**TASK ITEM**
Return every line below exactly, leaving nothing out.

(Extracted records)
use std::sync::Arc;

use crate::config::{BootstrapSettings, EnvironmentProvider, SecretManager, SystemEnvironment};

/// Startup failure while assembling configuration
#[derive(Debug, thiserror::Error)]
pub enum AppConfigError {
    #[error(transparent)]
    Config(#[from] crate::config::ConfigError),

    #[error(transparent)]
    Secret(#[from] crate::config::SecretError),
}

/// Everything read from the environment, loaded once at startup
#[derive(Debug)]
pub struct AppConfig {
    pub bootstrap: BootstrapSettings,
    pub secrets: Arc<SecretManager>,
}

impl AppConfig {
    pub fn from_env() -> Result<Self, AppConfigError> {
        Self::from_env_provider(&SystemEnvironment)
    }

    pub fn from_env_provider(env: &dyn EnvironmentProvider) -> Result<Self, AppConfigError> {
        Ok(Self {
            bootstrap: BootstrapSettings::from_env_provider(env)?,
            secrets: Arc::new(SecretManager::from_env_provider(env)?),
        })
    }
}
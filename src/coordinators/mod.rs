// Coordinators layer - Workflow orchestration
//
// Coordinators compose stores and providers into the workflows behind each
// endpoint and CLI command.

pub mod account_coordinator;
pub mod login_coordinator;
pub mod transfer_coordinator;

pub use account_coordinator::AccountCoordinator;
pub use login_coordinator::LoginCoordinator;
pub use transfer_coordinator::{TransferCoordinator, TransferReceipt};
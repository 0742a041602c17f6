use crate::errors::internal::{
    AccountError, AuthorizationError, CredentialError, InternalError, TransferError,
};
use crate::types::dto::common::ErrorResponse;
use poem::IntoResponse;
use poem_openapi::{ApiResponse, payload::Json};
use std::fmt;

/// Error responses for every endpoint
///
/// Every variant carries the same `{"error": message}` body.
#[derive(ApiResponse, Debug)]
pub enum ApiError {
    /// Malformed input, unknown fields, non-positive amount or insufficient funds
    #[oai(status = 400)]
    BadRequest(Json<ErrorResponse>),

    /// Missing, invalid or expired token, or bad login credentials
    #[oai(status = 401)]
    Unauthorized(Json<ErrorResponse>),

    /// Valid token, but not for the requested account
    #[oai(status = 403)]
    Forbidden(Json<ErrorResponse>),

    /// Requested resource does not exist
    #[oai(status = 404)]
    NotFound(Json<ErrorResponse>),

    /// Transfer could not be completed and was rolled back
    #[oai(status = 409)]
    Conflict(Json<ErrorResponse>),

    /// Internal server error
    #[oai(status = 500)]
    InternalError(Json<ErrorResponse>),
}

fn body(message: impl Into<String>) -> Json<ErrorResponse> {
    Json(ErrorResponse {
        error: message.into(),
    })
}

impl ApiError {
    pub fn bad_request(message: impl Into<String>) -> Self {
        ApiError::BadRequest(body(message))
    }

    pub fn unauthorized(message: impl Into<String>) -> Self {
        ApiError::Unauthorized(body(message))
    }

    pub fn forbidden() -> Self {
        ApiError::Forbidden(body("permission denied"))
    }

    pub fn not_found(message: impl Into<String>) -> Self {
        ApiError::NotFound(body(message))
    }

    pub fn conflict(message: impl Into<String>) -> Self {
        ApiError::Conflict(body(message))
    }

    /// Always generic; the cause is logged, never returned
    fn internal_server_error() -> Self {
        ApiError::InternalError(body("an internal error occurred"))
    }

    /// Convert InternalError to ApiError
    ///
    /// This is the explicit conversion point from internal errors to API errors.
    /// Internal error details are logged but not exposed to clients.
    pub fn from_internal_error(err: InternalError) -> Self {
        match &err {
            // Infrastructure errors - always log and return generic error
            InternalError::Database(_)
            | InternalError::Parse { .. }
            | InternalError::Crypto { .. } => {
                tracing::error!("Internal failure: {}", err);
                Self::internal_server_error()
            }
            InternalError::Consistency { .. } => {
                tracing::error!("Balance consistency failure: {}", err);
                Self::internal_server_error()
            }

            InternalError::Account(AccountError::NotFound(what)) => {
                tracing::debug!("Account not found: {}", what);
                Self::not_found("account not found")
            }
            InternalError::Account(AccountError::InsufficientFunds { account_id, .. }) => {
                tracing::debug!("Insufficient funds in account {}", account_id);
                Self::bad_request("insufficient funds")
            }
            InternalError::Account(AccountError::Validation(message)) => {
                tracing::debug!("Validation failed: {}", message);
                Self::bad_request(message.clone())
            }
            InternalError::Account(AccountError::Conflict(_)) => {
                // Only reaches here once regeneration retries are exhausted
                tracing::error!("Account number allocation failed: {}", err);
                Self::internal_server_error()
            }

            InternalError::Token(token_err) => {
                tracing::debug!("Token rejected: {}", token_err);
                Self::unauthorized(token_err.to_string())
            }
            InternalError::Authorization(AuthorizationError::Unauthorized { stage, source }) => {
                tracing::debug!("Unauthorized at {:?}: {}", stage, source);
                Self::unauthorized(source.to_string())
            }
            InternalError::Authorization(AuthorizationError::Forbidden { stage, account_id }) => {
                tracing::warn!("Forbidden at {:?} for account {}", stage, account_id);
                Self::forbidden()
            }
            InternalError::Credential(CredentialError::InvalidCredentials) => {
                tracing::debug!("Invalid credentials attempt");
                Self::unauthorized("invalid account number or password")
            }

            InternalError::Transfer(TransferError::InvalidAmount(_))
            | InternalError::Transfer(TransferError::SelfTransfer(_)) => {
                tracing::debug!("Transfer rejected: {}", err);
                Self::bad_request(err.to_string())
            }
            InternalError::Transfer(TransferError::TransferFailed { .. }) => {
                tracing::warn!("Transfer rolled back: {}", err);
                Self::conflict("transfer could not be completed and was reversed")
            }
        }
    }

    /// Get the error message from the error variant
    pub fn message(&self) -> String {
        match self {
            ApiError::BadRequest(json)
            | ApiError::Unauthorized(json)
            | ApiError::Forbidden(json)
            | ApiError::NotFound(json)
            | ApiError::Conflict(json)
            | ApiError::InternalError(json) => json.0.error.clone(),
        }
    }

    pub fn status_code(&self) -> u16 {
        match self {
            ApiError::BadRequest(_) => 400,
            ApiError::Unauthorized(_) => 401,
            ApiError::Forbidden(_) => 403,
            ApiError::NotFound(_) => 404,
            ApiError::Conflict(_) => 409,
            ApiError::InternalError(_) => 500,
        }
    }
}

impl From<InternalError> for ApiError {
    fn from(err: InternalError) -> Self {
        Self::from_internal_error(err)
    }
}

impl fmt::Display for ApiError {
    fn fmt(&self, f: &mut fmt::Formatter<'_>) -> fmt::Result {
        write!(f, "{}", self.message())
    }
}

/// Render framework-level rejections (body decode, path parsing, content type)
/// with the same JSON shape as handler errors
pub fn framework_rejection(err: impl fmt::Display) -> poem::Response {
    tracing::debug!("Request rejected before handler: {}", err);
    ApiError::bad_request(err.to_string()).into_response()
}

**SOLUTION TO THE EXERCISE**
use std::sync::Arc;

use crate::config::{BootstrapSettings, EnvironmentProvider, SecretManager, SystemEnvironment};

/// Startup failure while assembling configuration
#[derive(Debug, thiserror::Error)]
pub enum AppConfigError {
    #[error(transparent)]
    Config(#[from] crate::config::ConfigError),

    #[error(transparent)]
    Secret(#[from] crate::config::SecretError),
}

/// Everything read from the environment, loaded once at startup
#[derive(Debug)]
pub struct AppConfig {
    pub bootstrap: BootstrapSettings,
    pub secrets: Arc<SecretManager>,
}

impl AppConfig {
    pub fn from_env() -> Result<Self, AppConfigError> {
        Self::from_env_provider(&SystemEnvironment)
    }

    pub fn from_env_provider(env: &dyn EnvironmentProvider) -> Result<Self, AppConfigError> {
        Ok(Self {
            bootstrap: BootstrapSettings::from_env_provider(env)?,
            secrets: Arc::new(SecretManager::from_env_provider(env)?),
        })
    }
}
filename src/coordinators/mod.rs
// Coordinators layer - Workflow orchestration
//
// Coordinators compose stores and providers into the workflows behind each
// endpoint and CLI command.

pub mod account_coordinator;
pub mod login_coordinator;
pub mod transfer_coordinator;

pub use account_coordinator::AccountCoordinator;
pub use login_coordinator::LoginCoordinator;
pub use transfer_coordinator::{TransferCoordinator, TransferReceipt};
repository 0742a041602c17f6
use crate::errors::internal::{
    AccountError, AuthorizationError, CredentialError, InternalError, TransferError,
};
use crate::types::dto::common::ErrorResponse;
use poem::IntoResponse;
use poem_openapi::{ApiResponse, payload::Json};
use std::fmt;

/// Error responses for every endpoint
///
/// Every variant carries the same `{"error": message}` body.
#[derive(ApiResponse, Debug)]
pub enum ApiError {
    /// Malformed input, unknown fields, non-positive amount or insufficient funds
    #[oai(status = 400)]
    BadRequest(Json<ErrorResponse>),

    /// Missing, invalid or expired token, or bad login credentials
    #[oai(status = 401)]
    Unauthorized(Json<ErrorResponse>),

    /// Valid token, but not for the requested account
    #[oai(status = 403)]
    Forbidden(Json<ErrorResponse>),

    /// Requested resource does not exist
    #[oai(status = 404)]
    NotFound(Json<ErrorResponse>),

    /// Transfer could not be completed and was rolled back
    #[oai(status = 409)]
    Conflict(Json<ErrorResponse>),

    /// Internal server error
    #[oai(status = 500)]
    InternalError(Json<ErrorResponse>),
}

fn body(message: impl Into<String>) -> Json<ErrorResponse> {
    Json(ErrorResponse {
        error: message.into(),
    })
}

impl ApiError {
    pub fn bad_request(message: impl Into<String>) -> Self {
        ApiError::BadRequest(body(message))
    }

    pub fn unauthorized(message: impl Into<String>) -> Self {
        ApiError::Unauthorized(body(message))
    }

    pub fn forbidden() -> Self {
        ApiError::Forbidden(body("permission denied"))
    }

    pub fn not_found(message: impl Into<String>) -> Self {
        ApiError::NotFound(body(message))
    }

    pub fn conflict(message: impl Into<String>) -> Self {
        ApiError::Conflict(body(message))
    }

    /// Always generic; the cause is logged, never returned
    fn internal_server_error() -> Self {
        ApiError::InternalError(body("an internal error occurred"))
    }

    /// Convert InternalError to ApiError
    ///
    /// This is the explicit conversion point from internal errors to API errors.
    /// Internal error details are logged but not exposed to clients.
    pub fn from_internal_error(err: InternalError) -> Self {
        match &err {
            // Infrastructure errors - always log and return generic error
            InternalError::Database(_)
            | InternalError::Parse { .. }
            | InternalError::Crypto { .. } => {
                tracing::error!("Internal failure: {}", err);
                Self::internal_server_error()
            }
            InternalError::Consistency { .. } => {
                tracing::error!("Balance consistency failure: {}", err);
                Self::internal_server_error()
            }

            InternalError::Account(AccountError::NotFound(what)) => {
                tracing::debug!("Account not found: {}", what);
                Self::not_found("account not found")
            }
            InternalError::Account(AccountError::InsufficientFunds { account_id, .. }) => {
                tracing::debug!("Insufficient funds in account {}", account_id);
                Self::bad_request("insufficient funds")
            }
            InternalError::Account(AccountError::Validation(message)) => {
                tracing::debug!("Validation failed: {}", message);
                Self::bad_request(message.clone())
            }
            InternalError::Account(AccountError::Conflict(_)) => {
                // Only reaches here once regeneration retries are exhausted
                tracing::error!("Account number allocation failed: {}", err);
                Self::internal_server_error()
            }

            InternalError::Token(token_err) => {
                tracing::debug!("Token rejected: {}", token_err);
                Self::unauthorized(token_err.to_string())
            }
            InternalError::Authorization(AuthorizationError::Unauthorized { stage, source }) => {
                tracing::debug!("Unauthorized at {:?}: {}", stage, source);
                Self::unauthorized(source.to_string())
            }
            InternalError::Authorization(AuthorizationError::Forbidden { stage, account_id }) => {
                tracing::warn!("Forbidden at {:?} for account {}", stage, account_id);
                Self::forbidden()
            }
            InternalError::Credential(CredentialError::InvalidCredentials) => {
                tracing::debug!("Invalid credentials attempt");
                Self::unauthorized("invalid account number or password")
            }

            InternalError::Transfer(TransferError::InvalidAmount(_))
            | InternalError::Transfer(TransferError::SelfTransfer(_)) => {
                tracing::debug!("Transfer rejected: {}", err);
                Self::bad_request(err.to_string())
            }
            InternalError::Transfer(TransferError::TransferFailed { .. }) => {
                tracing::warn!("Transfer rolled back: {}", err);
                Self::conflict("transfer could not be completed and was reversed")
            }
        }
    }

    /// Get the error message from the error variant
    pub fn message(&self) -> String {
        match self {
            ApiError::BadRequest(json)
            | ApiError::Unauthorized(json)
            | ApiError::Forbidden(json)
            | ApiError::NotFound(json)
            | ApiError::Conflict(json)
            | ApiError::InternalError(json) => json.0.error.clone(),
        }
    }

    pub fn status_code(&self) -> u16 {
        match self {
            ApiError::BadRequest(_) => 400,
            ApiError::Unauthorized(_) => 401,
            ApiError::Forbidden(_) => 403,
            ApiError::NotFound(_) => 404,
            ApiError::Conflict(_) => 409,
            ApiError::InternalError(_) => 500,
        }
    }
}

impl From<InternalError> for ApiError {
    fn from(err: InternalError) -> Self {
        Self::from_internal_error(err)
    }
}

impl fmt::Display for ApiError {
    fn fmt(&self, f: &mut fmt::Formatter<'_>) -> fmt::Result {
        write!(f, "{}", self.message())
    }
}

/// Render framework-level rejections (body decode, path parsing, content type)
/// with the same JSON shape as handler errors
pub fn framework_rejection(err: impl fmt::Display) -> poem::Response {
    tracing::debug!("Request rejected before handler: {}", err);
    ApiError::bad_request(err.to_string()).into_response()
}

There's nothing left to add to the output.